◆ What is expected ◆
Each line of the data that includes "bool" must be copied.

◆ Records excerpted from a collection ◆
Start of Block

//! Configuration schema definitions.
//!
//! All types derive Serde traits for deserialization from a TOML file.
//! Every field has a default, so an empty file is a valid configuration.

use serde::{Deserialize, Serialize};

/// Root configuration for a gate run.
#[derive(Debug, Clone, Deserialize, Serialize, PartialEq)]
#[serde(default)]
pub struct GateConfig {
    /// Delay between attempts of the same check, in milliseconds.
    pub poll_interval_ms: u64,

    /// Timeout applied to targets that do not carry their own, in milliseconds.
    pub default_timeout_ms: u64,

    /// Suppress all progress output.
    pub quiet: bool,

    /// Stop waiting on the remaining targets once one has timed out.
    pub fail_fast: bool,

    /// Exit code when every dependency became ready.
    pub exit_code_on_ok: i32,

    /// Exit code when any dependency timed out or the input was invalid.
    pub exit_code_on_fail: i32,

    /// Target strings, e.g. `tcp:localhost:5432:2000`.
    pub targets: Vec<String>,

    /// Diagnostic logging settings.
    pub logging: LoggingConfig,
}

impl Default for GateConfig {
    fn default() -> Self {
        Self {
            poll_interval_ms: 250,
            default_timeout_ms: 30_000,
            quiet: false,
            fail_fast: false,
            exit_code_on_ok: 0,
            exit_code_on_fail: 1,
            targets: Vec::new(),
            logging: LoggingConfig::default(),
        }
    }
}

/// Logging configuration.
#[derive(Debug, Clone, Deserialize, Serialize, PartialEq)]
#[serde(default)]
pub struct LoggingConfig {
    /// Log level (trace, debug, info, warn, error, off).
    pub level: String,
}

impl Default for LoggingConfig {
    fn default() -> Self {
        Self {
            level: "warn".to_string(),
        }
    }
}

#[cfg(test)]
mod tests {
    use super::*;

    #[test]
    fn test_empty_document_uses_defaults() {
        let config: GateConfig = toml::from_str("").unwrap();
        assert_eq!(config, GateConfig::default());
    }

    #[test]
    fn test_partial_document() {
        let config: GateConfig = toml::from_str(
            r#"
            poll_interval_ms = 100
            targets = ["tcp:db:5432:2000"]

            [logging]
            level = "debug"
            "#,
        )
        .unwrap();

        assert_eq!(config.poll_interval_ms, 100);
        assert_eq!(config.default_timeout_ms, 30_000);
        assert_eq!(config.targets, vec!["tcp:db:5432:2000".to_string()]);
        assert_eq!(config.logging.level, "debug");
    }
}
//! Structured logging.
//!
//! # Responsibilities
//! - Initialize the tracing subscriber for the binary
//! - Pick the log level from `RUST_LOG`, then configuration
//!
//! # Design Decisions
//! - Diagnostics go to stderr; stdout belongs to the progress sink
//! - Quiet mode silences diagnostics too, unless `RUST_LOG` asks otherwise

use tracing_subscriber::{layer::SubscriberExt, util::SubscriberInitExt, EnvFilter};

use crate::config::LoggingConfig;

/// Filter directive used when `RUST_LOG` is not set.
pub fn default_directive(config: &LoggingConfig, quiet: bool) -> String {
    if quiet {
        "off".to_string()
    } else {
        format!("depwait={}", config.level)
    }
}

/// Install the global subscriber. Safe to call more than once; later calls are ignored.
pub fn init_logging(config: &LoggingConfig, quiet: bool) {
    let filter = EnvFilter::try_from_default_env()
        .unwrap_or_else(|_| EnvFilter::new(default_directive(config, quiet)));

    let _ = tracing_subscriber::registry()
        .with(filter)
        .with(tracing_subscriber::fmt::layer().with_writer(std::io::stderr))
        .try_init();
}
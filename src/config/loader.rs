//! Configuration loading from disk.

use std::fs;
use std::path::{Path, PathBuf};

use thiserror::Error;

use crate::config::schema::GateConfig;
use crate::config::validation::ValidationError;

/// Error type for configuration loading.
#[derive(Error, Debug)]
pub enum ConfigError {
    #[error("cannot read {path:?}: {source}")]
    Io {
        path: PathBuf,
        #[source]
        source: std::io::Error,
    },

    #[error("parse error: {0}")]
    Parse(#[from] toml::de::Error),

    #[error("validation failed: {}", join_errors(.0))]
    Validation(Vec<ValidationError>),
}

impl From<Vec<ValidationError>> for ConfigError {
    fn from(errors: Vec<ValidationError>) -> Self {
        ConfigError::Validation(errors)
    }
}

fn join_errors(errors: &[ValidationError]) -> String {
    errors
        .iter()
        .map(ToString::to_string)
        .collect::<Vec<_>>()
        .join(", ")
}

/// Read and deserialize a TOML configuration file.
///
/// Semantic checks happen later, once CLI overrides have been merged in.
pub fn load_config(path: &Path) -> Result<GateConfig, ConfigError> {
    let content = fs::read_to_string(path).map_err(|source| ConfigError::Io {
        path: path.to_path_buf(),
        source,
    })?;
    let config: GateConfig = toml::from_str(&content)?;
    Ok(config)
}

End of Block

◆ Your response ◆
    pub quiet: bool,
    pub fail_fast: bool,
pub fn default_directive(config: &LoggingConfig, quiet: bool) -> String {
pub fn init_logging(config: &LoggingConfig, quiet: bool) {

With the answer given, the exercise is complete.